Kaaps was first written down in Arabic script and taught in madrasas in the 1820s, before the Society of True Afrikaners in 1875 sidelined it. The Kaaps language was steadily marginalised under apartheid, but still feted at carnivals like Tweede Nuwejaar where the Cape Minstrel troupes, or Kaapse Klopse, sing and perform.

Even in 2010, the cast of Afrikaaps did not know what to expect when appearing at the Klein Karoo National Arts Festival in Oudtshoorn, despite their success in Cape Town. As the film reveals, they were a hit there too.

That was the year SA brimmed with Soccer World Cup optimism, but the transformation towards a true multilingual society has been slow. “South Africa has a lot of rights but many of them are paper rights only,” says Haupt.

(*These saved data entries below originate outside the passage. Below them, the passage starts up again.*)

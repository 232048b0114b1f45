// SPDX-License-Identifier: GPL-2.0-or-later

//! Address parsing and the variable sets derived from targets.

use std::net::IpAddr;

use url::Url;

use crate::models::DnsRecordType;
use crate::vars::Variables;

use super::RequestError;

/// Extracts the `host[:port]` address from a target input. URL inputs
/// contribute their host component, everything else is taken verbatim.
pub fn get_address(input: &str) -> Result<String, RequestError> {
    if input.contains("://") {
        let parsed = Url::parse(input)
            .map_err(|e| RequestError::Configuration(format!("invalid target url {input}: {e}")))?;
        let host = parsed
            .host_str()
            .ok_or_else(|| RequestError::Configuration(format!("no host in target url {input}")))?;
        Ok(match parsed.port() {
            Some(port) => format!("{host}:{port}"),
            None => host.to_string(),
        })
    } else {
        Ok(input.to_string())
    }
}

/// Canonicalizes a DNS question input.
///
/// IP literals are only valid for PTR queries and are rewritten to their
/// reverse lookup form; names are fully qualified with a trailing dot.
pub fn parse_dns_input(host: &str, record_type: DnsRecordType) -> Result<String, RequestError> {
    match host.parse::<IpAddr>() {
        Ok(ip) if record_type == DnsRecordType::Ptr => Ok(reverse_addr(ip)),
        Ok(_) => Err(RequestError::Configuration(
            "cannot use IP address as DNS input".to_string(),
        )),
        Err(_) => Ok(fqdn(host)),
    }
}

/// Appends the trailing dot of a fully qualified name.
pub fn fqdn(host: &str) -> String {
    if host.ends_with('.') {
        host.to_string()
    } else {
        format!("{host}.")
    }
}

/// The reverse lookup name of an IP address.
fn reverse_addr(ip: IpAddr) -> String {
    match ip {
        IpAddr::V4(v4) => {
            let o = v4.octets();
            format!("{}.{}.{}.{}.in-addr.arpa.", o[3], o[2], o[1], o[0])
        }
        IpAddr::V6(v6) => {
            let mut nibbles = Vec::with_capacity(32);
            for byte in v6.octets().iter().rev() {
                nibbles.push(format!("{:x}", byte & 0x0f));
                nibbles.push(format!("{:x}", byte >> 4));
            }
            format!("{}.ip6.arpa.", nibbles.join("."))
        }
    }
}

/// DNS variables derived from a question name: `FQDN`, `RDN`, `DN`,
/// `TLD` and `SD`.
pub fn generate_dns_variables(domain: &str) -> Variables {
    let trimmed = domain.trim_end_matches('.');
    let labels: Vec<&str> = trimmed.split('.').collect();
    let mut vars = Variables::new();
    vars.insert("FQDN", trimmed);
    match labels.len() {
        0 | 1 => {
            vars.insert("RDN", trimmed);
            vars.insert("DN", trimmed);
            vars.insert("TLD", "");
            vars.insert("SD", "");
        }
        n => {
            vars.insert("RDN", labels[n - 2..].join("."));
            vars.insert("DN", labels[n - 2]);
            vars.insert("TLD", labels[n - 1]);
            vars.insert("SD", labels[..n.saturating_sub(2)].join("."));
        }
    }
    vars
}

/// Variables derived from a bare `host[:port]` address: `Hostname`,
/// `Host` and `Port`.
pub fn generate_address_variables(address: &str) -> Variables {
    let mut vars = Variables::new();
    vars.insert("Hostname", address);
    match address.rsplit_once(':') {
        Some((host, port)) if port.chars().all(|c| c.is_ascii_digit()) && !port.is_empty() => {
            vars.insert("Host", host);
            vars.insert("Port", port);
        }
        _ => {
            vars.insert("Host", address);
        }
    }
    vars
}

/// Variables derived from a parsed URL: `BaseURL`, `RootURL`,
/// `Hostname`, `Host`, `Scheme`, `Port`, `Path`, `File` and `Query`.
///
/// With `trailing_slash` set the `Path` variable drops its trailing
/// slash so template concatenation does not produce `//` sequences.
pub fn generate_variables_with_url(
    parsed: &Url,
    trailing_slash: bool,
    extra: Option<&Variables>,
) -> Variables {
    let host = parsed.host_str().unwrap_or_default();
    let port = parsed
        .port_or_known_default()
        .map(|p| p.to_string())
        .unwrap_or_default();
    let hostname = match parsed.port() {
        Some(p) => format!("{host}:{p}"),
        None => host.to_string(),
    };
    let mut path = parsed.path().to_string();
    if trailing_slash {
        path = path.trim_end_matches('/').to_string();
    }
    let file = path.rsplit('/').next().unwrap_or_default().to_string();
    let mut base = parsed.clone();
    base.set_query(None);
    base.set_fragment(None);

    let mut vars = Variables::new();
    vars.insert("BaseURL", base.as_str().trim_end_matches('/'));
    vars.insert(
        "RootURL",
        format!("{}://{}", parsed.scheme(), hostname),
    );
    vars.insert("Hostname", hostname);
    vars.insert("Host", host);
    vars.insert("Scheme", parsed.scheme());
    vars.insert("Port", port);
    vars.insert("Path", path);
    vars.insert("File", file);
    vars.insert("Query", parsed.query().unwrap_or_default());
    if let Some(extra) = extra {
        vars.extend_from(extra);
    }
    vars
}

#[cfg(test)]
mod tests {
    use super::*;

    #[test]
    fn address_from_url_keeps_explicit_port() {
        assert_eq!(
            get_address("https://example.com:8443/path").unwrap(),
            "example.com:8443"
        );
        assert_eq!(get_address("https://example.com/path").unwrap(), "example.com");
        assert_eq!(get_address("example.com:9000").unwrap(), "example.com:9000");
    }

    #[test]
    fn ptr_input_rewrites_to_reverse_form() {
        assert_eq!(
            parse_dns_input("192.168.1.20", DnsRecordType::Ptr).unwrap(),
            "20.1.168.192.in-addr.arpa."
        );
    }

    #[test]
    fn ip_literal_is_rejected_for_other_types() {
        assert!(parse_dns_input("192.168.1.20", DnsRecordType::A).is_err());
    }

    #[test]
    fn names_are_fully_qualified() {
        assert_eq!(
            parse_dns_input("example.com", DnsRecordType::A).unwrap(),
            "example.com."
        );
        assert_eq!(
            parse_dns_input("example.com.", DnsRecordType::A).unwrap(),
            "example.com."
        );
    }

    #[test]
    fn dns_variables() {
        let vars = generate_dns_variables("www.example.com.");
        assert_eq!(vars.get("FQDN").unwrap().to_string(), "www.example.com");
        assert_eq!(vars.get("RDN").unwrap().to_string(), "example.com");
        assert_eq!(vars.get("DN").unwrap().to_string(), "example");
        assert_eq!(vars.get("TLD").unwrap().to_string(), "com");
        assert_eq!(vars.get("SD").unwrap().to_string(), "www");
    }

    #[test]
    fn url_variables() {
        let parsed = Url::parse("https://example.com:8443/admin/login.php?x=1").unwrap();
        let vars = generate_variables_with_url(&parsed, false, None);
        assert_eq!(
            vars.get("BaseURL").unwrap().to_string(),
            "https://example.com:8443/admin/login.php"
        );
        assert_eq!(
            vars.get("RootURL").unwrap().to_string(),
            "https://example.com:8443"
        );
        assert_eq!(vars.get("Hostname").unwrap().to_string(), "example.com:8443");
        assert_eq!(vars.get("Host").unwrap().to_string(), "example.com");
        assert_eq!(vars.get("Port").unwrap().to_string(), "8443");
        assert_eq!(vars.get("Path").unwrap().to_string(), "/admin/login.php");
        assert_eq!(vars.get("File").unwrap().to_string(), "login.php");
        assert_eq!(vars.get("Query").unwrap().to_string(), "x=1");
    }

    #[test]
    fn url_variables_default_port() {
        let parsed = Url::parse("http://example.com/").unwrap();
        let vars = generate_variables_with_url(&parsed, false, None);
        assert_eq!(vars.get("Port").unwrap().to_string(), "80");
        assert_eq!(vars.get("Hostname").unwrap().to_string(), "example.com");
    }
}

The dictionary could be a catalyst in validating the Kaaps language, a process that has been a long time coming, according to the academics.

“We wanted to move the needle,” says Williams.

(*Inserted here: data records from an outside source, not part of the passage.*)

impl NetworkExecutor {
    pub fn new(request: NetworkRequest, options: ExecutorOptions) -> Arc<Self> {
        Arc::new(Self { request, options })
    }

    /// Executes the request and streams result envelopes; the channel
    /// closes exactly once, after the worker pool has drained.
    pub fn execute_with_results(
        self: &Arc<Self>,
        target: &Target,
        previous: &Variables,
        cancel: CancelToken,
    ) -> mpsc::Receiver<RequestResult> {
        let (tx, rx) = mpsc::channel(1);
        let executor = self.clone();
        let target = target.clone();
        let previous = previous.clone();
        tokio::spawn(async move {
            if let Err(e) = executor.run(&target, &previous, cancel, tx.clone()).await {
                let _ = tx.send(RequestResult::Error(e)).await;
            }
        });
        rx
    }

    async fn run(
        self: Arc<Self>,
        target: &Target,
        previous: &Variables,
        cancel: CancelToken,
        tx: mpsc::Sender<RequestResult>,
    ) -> Result<(), RequestError> {
        let mut visited = HashSet::new();
        let mut errors = MultiError::new();
        if self.request.ports.is_empty() {
            self.execute_on_target(target, &mut visited, previous, &cancel, &tx, &mut errors)
                .await?;
        } else {
            let ports = ports::open_ports(&self.request, target, &self.options).await?;
            for port in ports {
                let mut input = target.clone();
                if let Err(reason) = input.use_network_port(port, &self.request.exclude_ports) {
                    debug!(port, reason = %reason, "could not apply network port");
                }
                self.execute_on_target(&input, &mut visited, previous, &cancel, &tx, &mut errors)
                    .await?;
            }
        }
        errors.into_result()
    }

    async fn execute_on_target(
        self: &Arc<Self>,
        input: &Target,
        visited: &mut HashSet<(String, bool)>,
        previous: &Variables,
        cancel: &CancelToken,
        tx: &mpsc::Sender<RequestResult>,
        errors: &mut MultiError,
    ) -> Result<(), RequestError> {
        let address = if self.request.self_contained {
            String::new()
        } else {
            match utils::get_address(&input.address()) {
                Ok(address) => address,
                Err(e) => {
                    self.options.output.request(
                        &self.options.template_path,
                        &input.input,
                        Protocol::Network,
                        Some(&e),
                    );
                    self.options.progress.increment_failed_requests_by(1);
                    return Err(e);
                }
            }
        };
        let base = Variables::merged(&[
            &utils::generate_address_variables(&address),
            &input.template_ctx,
        ]);
        let evaluated = self.options.evaluate_variables(&base);
        let variables = Variables::merged(&[&evaluated, &base, &self.options.constants]);

        for entry in &self.request.addresses {
            let actual = vars::replace(&entry.address, &variables);
            let seen = !visited.insert((actual.clone(), entry.tls));
            if seen && !self.options.options.disable_clustering {
                continue;
            }
            if let Err(e) = self
                .execute_address(&variables, &actual, &address, input, entry.tls, previous, cancel, tx)
                .await
            {
                // the attempt still surfaces downstream as an event with
                // an empty response
                let mut response = Variables::new();
                response.insert("host", address.clone());
                let _ = tx
                    .send(RequestResult::Event(create_event(EventParts {
                        response,
                        template_ctx: &input.template_ctx,
                        previous,
                        payload: &Variables::new(),
                        captures: &Variables::new(),
                        ip: None,
                        stop_at_first_match: false,
                    })))
                    .await;
                warn!(
                    template = %self.options.template_id,
                    address = %actual,
                    error = %e,
                    "could not make network request"
                );
                errors.push(e);
                continue;
            }
        }
        Ok(())
    }

    #[allow(clippy::too_many_arguments)]
    async fn execute_address(
        self: &Arc<Self>,
        variables: &Variables,
        actual: &str,
        address: &str,
        input: &Target,
        tls: bool,
        previous: &Variables,
        cancel: &CancelToken,
        tx: &mpsc::Sender<RequestResult>,
    ) -> Result<(), RequestError> {
        let mut variables = variables.clone();
        variables.insert("Hostname", address);
        let cli_payloads = self.options.options.vars.clone();

        if !actual.contains(':') {
            let e = RequestError::Configuration(
                "no port provided in network protocol request".to_string(),
            );
            self.options.output.request(
                &self.options.template_path,
                address,
                Protocol::Network,
                Some(&e),
            );
            self.options.progress.increment_failed_requests_by(1);
            return Err(e);
        }

        if !self.request.payloads.is_empty() {
            let iterator = self.request.payloads.iterator()?;
            let (pool, follow_global) = self.options.pool_for(self.request.threads);
            let errors = Arc::new(Mutex::new(MultiError::new()));
            let mut workers = JoinSet::new();
            for payload in iterator {
                self.options.resize_checkpoint(&pool, follow_global);
                let merged = Variables::merged(&[&payload, &cli_payloads]);
                let permit = pool.acquire().await;
                let executor = self.clone();
                let variables = variables.clone();
                let actual = actual.to_string();
                let input = input.clone();
                let previous = previous.clone();
                let errors = errors.clone();
                let tx = tx.clone();
                let cancel = cancel.clone();
                workers.spawn(async move {
                    let _permit = permit;
                    match executor
                        .execute_request_with_payloads(
                            &variables, &actual, &input, tls, merged, &previous, &cancel,
                        )
                        .await
                    {
                        Ok(Some(event)) => {
                            let _ = tx.send(RequestResult::Event(event)).await;
                        }
                        Ok(None) => {}
                        Err(e) => errors.lock().unwrap().push(e),
                    }
                });
            }
            while workers.join_next().await.is_some() {}
            Arc::into_inner(errors)
                .map(|m| m.into_inner().unwrap())
                .unwrap_or_default()
                .into_result()
        } else {
            let event = self
                .execute_request_with_payloads(
                    &variables,
                    actual,
                    input,
                    tls,
                    cli_payloads,
                    previous,
                    cancel,
                )
                .await?;
            if let Some(event) = event {
                let _ = tx.send(RequestResult::Event(event)).await;
            }
            Ok(())
        }
    }

    /// Runs the full input conversation for one payload variant.
    async fn execute_request_with_payloads(
        &self,
        variables: &Variables,
        actual: &str,
        input: &Target,
        tls: bool,
        mut payloads: Variables,
        previous: &Variables,
        cancel: &CancelToken,
    ) -> Result<Option<WrappedEvent>, RequestError> {
        if cancelled(cancel) {
            return Err(RequestError::Cancelled);
        }
        let hostname = actual
            .rsplit_once(':')
            .map(|(host, _)| host.to_string())
            .unwrap_or_else(|| actual.to_string());

        self.options.rate_limiter.take().await;
        let mut conn = match self.options.dialer.dial_addr(actual, tls).await {
            Ok(conn) => conn,
            Err(e) => {
                let e = RequestError::from(e);
                self.options.output.request(
                    &self.options.template_path,
                    actual,
                    Protocol::Network,
                    Some(&e),
                );
                self.options.progress.increment_failed_requests_by(1);
                return Err(e);
            }
        };

        let mut interim = Variables::merged(&[variables, &payloads]);
        let mut interactsh_urls = Vec::new();
        let mut request_bytes = Vec::new();
        let mut response_bytes = Vec::new();
        let mut captures = Variables::new();

        for input_def in &self.request.inputs {
            if cancelled(cancel) {
                return Err(RequestError::Cancelled);
            }
            let mut data = input_def.data.clone().into_bytes();
            if let Some(oast) = &self.options.interactsh {
                let (rewritten, urls) =
                    oast.replace(&String::from_utf8_lossy(&data), interactsh_urls);
                data = rewritten.into_bytes();
                interactsh_urls = urls;
            }
            let final_data = match vars::evaluate_bytes(&data, &interim) {
                Ok(data) => data,
                Err(e) => {
                    let e = RequestError::from(e);
                    self.report_failure(actual, &e);
                    return Err(e);
                }
            };
            request_bytes.extend_from_slice(&final_data);
            if let Err(e) = vars::contains_unresolved_variables(&String::from_utf8_lossy(&final_data))
            {
                warn!(
                    template = %self.options.template_id,
                    address = %actual,
                    error = %e,
                    "could not make network request"
                );
                let e = RequestError::from(e);
                self.report_failure(actual, &e);
                return Err(e);
            }
            let wire = match input_def.kind {
                NetworkInputKind::Plain => final_data,
                NetworkInputKind::Hex => {
                    match hex::decode(String::from_utf8_lossy(&final_data).trim()) {
                        Ok(decoded) => decoded,
                        Err(e) => {
                            let e = RequestError::Build(format!("invalid hex input: {e}"));
                            self.report_failure(actual, &e);
                            return Err(e);
                        }
                    }
                }
            };
            if let Err(e) = conn.send(&wire).await {
                let e = RequestError::from(e);
                self.report_failure(actual, &e);
                return Err(e);
            }

            if input_def.read > 0 {
                let buffer = conn.read_n_with_timeout(input_def.read, None).await?;
                response_bytes.extend_from_slice(&buffer);
                let text = String::from_utf8_lossy(&buffer).into_owned();
                if let Some(name) = &input_def.name {
                    captures.insert(name.clone(), text.clone());
                    interim.insert(name.clone(), text.clone());
                }
                if let Some(operators) = &self.options.operators {
                    let mut capture = Variables::new();
                    if let Some(name) = &input_def.name {
                        capture.insert(name.clone(), text);
                    }
                    let harvested = operators.execute_internal_extractors(&capture);
                    payloads.extend_from(&harvested);
                }
            }
        }

        self.options.progress.increment_requests();
        if self.options.options.store_response {
            self.options.output.write_store_debug_data(
                actual,
                &self.options.template_id,
                Protocol::Network,
                &hex::encode(&request_bytes),
            );
        }
        self.options
            .output
            .request(&self.options.template_path, actual, Protocol::Network, None);
        debug!(address = %actual, "sent tcp request");

        let final_read = if self.request.read_all {
            conn.read_all_with_timeout(None).await
        } else {
            let size = if self.request.read_size != 0 {
                self.request.read_size
            } else {
                1024
            };
            match conn.read_n_with_timeout(size, None).await {
                Ok(buffer) => buffer,
                Err(e) => {
                    debug!(address = %actual, error = %e, "could not read more data");
                    Vec::new()
                }
            }
        };
        response_bytes.extend_from_slice(&final_read);

        let mut response = Variables::new();
        response.insert(
            "request",
            String::from_utf8_lossy(&request_bytes).into_owned(),
        );
        response.insert("data", String::from_utf8_lossy(&final_read).into_owned());
        response.insert(
            "raw",
            String::from_utf8_lossy(&response_bytes).into_owned(),
        );
        response.insert("host", input.input.clone());
        response.insert("matched", actual);

        let mut event = create_event(EventParts {
            response,
            template_ctx: &input.template_ctx,
            previous,
            payload: &payloads,
            captures: &captures,
            ip: self.options.dialer.dialed_ip(&hostname),
            stop_at_first_match: self.options.stop_at_first_match,
        });

        if !interactsh_urls.is_empty() {
            if let Some(oast) = &self.options.interactsh {
                oast.make_placeholders(&interactsh_urls, &mut event.internal);
                event.uses_interactsh = true;
                oast.request_event(OastRequest {
                    placeholders: interactsh_urls,
                    event,
                });
                return Ok(None);
            }
        }
        Ok(Some(event))
    }

    fn report_failure(&self, address: &str, error: &RequestError) {
        self.options.output.request(
            &self.options.template_path,
            address,
            Protocol::Network,
            Some(error),
        );
        self.options.progress.increment_failed_requests_by(1);
    }
}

“We want the project to be a model for other languages on how to do a dictionary in post-apartheid South Africa.”

'Barakat', released in May, is the first full-length feature film in Kaaps. Directed by Amy Jephta, it tells the story of an ageing widow who brings together her four sons over Eid-al-Fitr to break the news about her romance with a Christian man.
Image: Supplied 'Barakat', released in May, is the first full-length feature film in Kaaps. Directed by Amy Jephta, it tells the story of an ageing widow who brings together her four sons over Eid-al-Fitr to break the news about her romance with a Christian man.

The speakers of Kaaps and their communities will have to decide which words are included, since that decision is political, not linguistic, he says.

The dictionary’s editorial board is determined to avoid the apartheid trap of being exclusionary and centralising decisions when it comes to the selection of words. But that’s a future challenge.

The core team, of about seven people, is being trained in the rigorous process of lexicography, translation and transcription. Building the initial corpus of the dictionary involves more than a word list, says Williams.

“We have to define parts of speech, plurals, how you pronounce the word, and illustrate their meaning and use.”

By collaborating with the Heal the Hood project, the team benefits from their expertise in the genre of hip-hop that propelled Kaaps into the limelight.

“If you are not in hip-hop, you would not get the nuances and cadences,” says Southgate.

The origins of the old and new Kaaps words will be included in the dictionary, which will be translated into standard Afrikaans and English. Williams hopes that in three years the team, which is expected to double in size, will have a working dictionary with about 70,000 words. This will be published online and free to use, and a hard copy will be published.

Traditional Afrikaans intellectuals have sounded the alarm that their language, which shows a slight decline according to 2018 statistics, is threatened in the democratic SA with its 11 official languages.

But the thriving language being reclaimed by the Afrikaaps movement challenges this view, says Williams.

Of the trailblazing dictionary, which officially puts Kaaps into the academic world, Williams says: “This is not about coloured nationalism but about words and how we use them every day.

“In Parow, where I live, there are black, white and coloured speakers of Kaaps. This has been a long time coming.”